Is your emergency fund too big?

Three to six months of spending: this is the golden rule for emergency funds. But what amount of emergency fund is right for you?

It’s a daunting goal when you start to add up all the items in your budget, but in a real emergency – a layoff, a medical emergency that keeps you from working – most of those items are discretionary. An emergency fund is designed to cover only necessary monthly expenses (read: keep the lights on, not keep your gym membership on).

The danger of making your emergency fund too big

Danger can be a strong word – there is never anything wrong with saving more money. But there is a strategy behind where and how you save, and overcrowding your emergency fund has two downsides.

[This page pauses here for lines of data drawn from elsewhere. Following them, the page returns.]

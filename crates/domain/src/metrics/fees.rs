//! Fee APR engine.
//!
//! Every function is pure and total: degenerate inputs (non-positive TVL, a
//! zero-hour window, non-finite values) return zeroed results, never NaN or
//! infinity.

use super::{FeeAprResult, PositionEarnings, TierApr};
use crate::fees::COMPARISON_TIERS;

pub const HOURS_PER_YEAR: f64 = 365.0 * 24.0;
pub const DAYS_PER_YEAR: f64 = 365.0;

/// Number of `window_hours` windows in a year, `None` for an empty window.
fn periods_per_year(window_hours: u32) -> Option<f64> {
    (window_hours > 0).then(|| HOURS_PER_YEAR / f64::from(window_hours))
}

fn is_positive(x: f64) -> bool {
    x.is_finite() && x > 0.0
}

/// Calculates the fee APR implied by one window of trading.
///
/// formula: APR = (volume * fee_tier / tvl) * (8760 / window_hours) * 100
///
/// # Arguments
///
/// * `volume_window` - Trading volume in the window (USD)
/// * `tvl_avg` - Average TVL in the window (USD)
/// * `fee_tier` - Fee fraction (e.g. 0.003 for 0.3%)
/// * `window_hours` - Window length
///
/// # Returns
///
/// * `FeeAprResult` - zeroed with `annualized = false` when `tvl_avg <= 0` or
///   the window is empty
pub fn estimate_apr(
    volume_window: f64,
    tvl_avg: f64,
    fee_tier: f64,
    window_hours: u32,
) -> FeeAprResult {
    let Some(periods) = periods_per_year(window_hours) else {
        return FeeAprResult::zeroed();
    };
    if !is_positive(tvl_avg) {
        return FeeAprResult::zeroed();
    }

    let fees_earned = volume_window * fee_tier;
    let fee_apr_est = fees_earned / tvl_avg * periods * 100.0;
    if !fee_apr_est.is_finite() {
        return FeeAprResult::zeroed();
    }

    FeeAprResult {
        fee_apr_est,
        fees_earned,
        volume_window,
        tvl_avg,
        fee_tier,
        window_hours,
        annualized: true,
    }
}

/// Fees earned in one day of `volume_24h`.
#[must_use]
pub fn estimate_daily_fees(volume_24h: f64, fee_tier: f64) -> f64 {
    volume_24h * fee_tier
}

/// A year of constant daily volume. Linear; fees are not compounded.
#[must_use]
pub fn estimate_annual_fees(volume_24h: f64, fee_tier: f64) -> f64 {
    estimate_daily_fees(volume_24h, fee_tier) * DAYS_PER_YEAR
}

/// `x` when finite, otherwise zero.
fn finite_or_zero(x: f64) -> f64 {
    if x.is_finite() { x } else { 0.0 }
}

/// Annualized volume/TVL turnover.
#[must_use]
pub fn calculate_fee_velocity(volume_window: f64, tvl_avg: f64, window_hours: u32) -> f64 {
    match periods_per_year(window_hours) {
        Some(periods) if is_positive(tvl_avg) => {
            finite_or_zero(volume_window / tvl_avg * periods)
        }
        _ => 0.0,
    }
}

/// Earnings of a position that owns `position_size_usd / tvl_avg` of the pool.
pub fn estimate_position_earnings(
    position_size_usd: f64,
    volume_window: f64,
    tvl_avg: f64,
    fee_tier: f64,
    window_hours: u32,
) -> PositionEarnings {
    let Some(periods) = periods_per_year(window_hours) else {
        return PositionEarnings::zeroed(finite_or_zero(position_size_usd));
    };
    if !is_positive(tvl_avg) || !position_size_usd.is_finite() || !volume_window.is_finite() {
        return PositionEarnings::zeroed(finite_or_zero(position_size_usd));
    }

    let pool_share = position_size_usd / tvl_avg;
    let earnings_window = volume_window * fee_tier * pool_share;
    let earnings_annual = earnings_window * periods;
    let earnings_daily = earnings_annual / DAYS_PER_YEAR;
    let apr_percent = if is_positive(position_size_usd) {
        earnings_annual / position_size_usd * 100.0
    } else {
        0.0
    };

    let earnings = PositionEarnings {
        position_size_usd,
        pool_share_percent: pool_share * 100.0,
        earnings_window,
        earnings_daily,
        earnings_annual,
        apr_percent,
    };
    let values = [
        earnings.pool_share_percent,
        earnings.earnings_window,
        earnings.earnings_daily,
        earnings.earnings_annual,
        earnings.apr_percent,
    ];
    if values.iter().all(|v| v.is_finite()) {
        earnings
    } else {
        PositionEarnings::zeroed(position_size_usd)
    }
}

/// APR at each standard tier (0.05%, 0.3%, 1.0%), ascending by tier.
pub fn compare_fee_tiers(volume_window: f64, tvl_avg: f64, window_hours: u32) -> Vec<TierApr> {
    COMPARISON_TIERS
        .iter()
        .map(|(label, tier)| TierApr {
            label: (*label).to_string(),
            fee_tier: tier.fraction(),
            apr: estimate_apr(volume_window, tvl_avg, tier.fraction(), window_hours).fee_apr_est,
        })
        .collect()
}

/// Volume per window needed to reach `target_apr` percent; the inverse of
/// [`estimate_apr`].
#[must_use]
pub fn calculate_breakeven_volume(
    tvl_avg: f64,
    fee_tier: f64,
    target_apr: f64,
    window_hours: u32,
) -> f64 {
    match periods_per_year(window_hours) {
        Some(periods) if is_positive(tvl_avg) && is_positive(fee_tier) => {
            finite_or_zero((target_apr / 100.0 * tvl_avg) / (fee_tier * periods))
        }
        _ => 0.0,
    }
}
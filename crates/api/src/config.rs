//! Environment-driven configuration.

use lp_il_data::providers::CoinGeckoConfig;
use lp_il_data::providers::coingecko::DEFAULT_BASE_URL;
use lp_il_domain::Chain;
use std::collections::HashMap;
use std::time::Duration;
use thiserror::Error;

pub const DEFAULT_HOST: &str = "0.0.0.0";
pub const DEFAULT_PORT: u16 = 8000;
pub const DEFAULT_HTTP_TIMEOUT_SECS: u64 = 10;

/// Configuration errors.
#[derive(Debug, Clone, PartialEq, Eq, Error)]
pub enum ConfigError {
    /// A variable is set but cannot be parsed.
    #[error("invalid value for {name}: {value}")]
    InvalidValue { name: &'static str, value: String },
}

/// Address the HTTP server binds to.
#[derive(Debug, Clone, PartialEq, Eq)]
pub struct ServerConfig {
    pub host: String,
    pub port: u16,
}

impl Default for ServerConfig {
    fn default() -> Self {
        Self {
            host: DEFAULT_HOST.to_string(),
            port: DEFAULT_PORT,
        }
    }
}

impl ServerConfig {
    #[must_use]
    pub fn bind_address(&self) -> String {
        format!("{}:{}", self.host, self.port)
    }
}

/// Everything the server needs to build its per-chain analyzers.
#[derive(Debug, Clone)]
pub struct AppConfig {
    pub server: ServerConfig,
    pub rpc_urls: HashMap<Chain, String>,
    pub coingecko: CoinGeckoConfig,
    /// Timeout of each RPC and price request.
    pub http_timeout: Duration,
}

impl Default for AppConfig {
    fn default() -> Self {
        Self {
            server: ServerConfig::default(),
            rpc_urls: Chain::ALL
                .into_iter()
                .map(|chain| (chain, chain.default_rpc_url().to_string()))
                .collect(),
            coingecko: CoinGeckoConfig::default(),
            http_timeout: Duration::from_secs(DEFAULT_HTTP_TIMEOUT_SECS),
        }
    }
}

impl AppConfig {
    /// Reads the process environment.
    ///
    /// # Errors
    /// Returns an error when `PORT` or `HTTP_TIMEOUT_SECS` is malformed.
    pub fn from_env() -> Result<Self, ConfigError> {
        Self::from_lookup(|name| std::env::var(name).ok())
    }

    /// Builds the configuration from any variable source.
    ///
    /// # Errors
    /// Returns an error when `PORT` or `HTTP_TIMEOUT_SECS` is malformed.
    pub fn from_lookup(lookup: impl Fn(&str) -> Option<String>) -> Result<Self, ConfigError> {
        let get = |name: &str| lookup(name).filter(|v| !v.trim().is_empty());

        let port = match get("PORT") {
            Some(raw) => raw.trim().parse().map_err(|_| ConfigError::InvalidValue {
                name: "PORT",
                value: raw,
            })?,
            None => DEFAULT_PORT,
        };
        let timeout_secs: u64 = match get("HTTP_TIMEOUT_SECS") {
            Some(raw) => match raw.trim().parse() {
                Ok(secs) if secs > 0 => secs,
                _ => {
                    return Err(ConfigError::InvalidValue {
                        name: "HTTP_TIMEOUT_SECS",
                        value: raw,
                    });
                }
            },
            None => DEFAULT_HTTP_TIMEOUT_SECS,
        };
        let http_timeout = Duration::from_secs(timeout_secs);

        let rpc_urls = Chain::ALL
            .into_iter()
            .map(|chain| {
                let url = get(chain.rpc_env_var())
                    .unwrap_or_else(|| chain.default_rpc_url().to_string());
                (chain, url)
            })
            .collect();

        Ok(Self {
            server: ServerConfig {
                host: get("HOST").unwrap_or_else(|| DEFAULT_HOST.to_string()),
                port,
            },
            rpc_urls,
            coingecko: CoinGeckoConfig {
                base_url: get("COINGECKO_BASE_URL")
                    .unwrap_or_else(|| DEFAULT_BASE_URL.to_string()),
                api_key: get("COINGECKO_API_KEY"),
                timeout: http_timeout,
            },
            http_timeout,
        })
    }
}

  1. Your money is not growing. According to conventional advice, the emergency money should be in a regular savings account, where you will earn less than 2% interest. Storing too much money at low interest rates can actually mean losing money to inflation over time. (Recently, however, more experts suggest that emergency money can be invested prudently.)

  2. You could miss out on tax savings. You can contribute too much to this emergency fund and neglect Tax-Advantageous Retirement Account Options like a 401 (k) or IRA. There is a significant opportunity cost here, because this extra money misses the investment income. With 2% interest, you will get $ 400 per year on a balance of $ 20,000. If invested instead, the payouts could be three or four times higher.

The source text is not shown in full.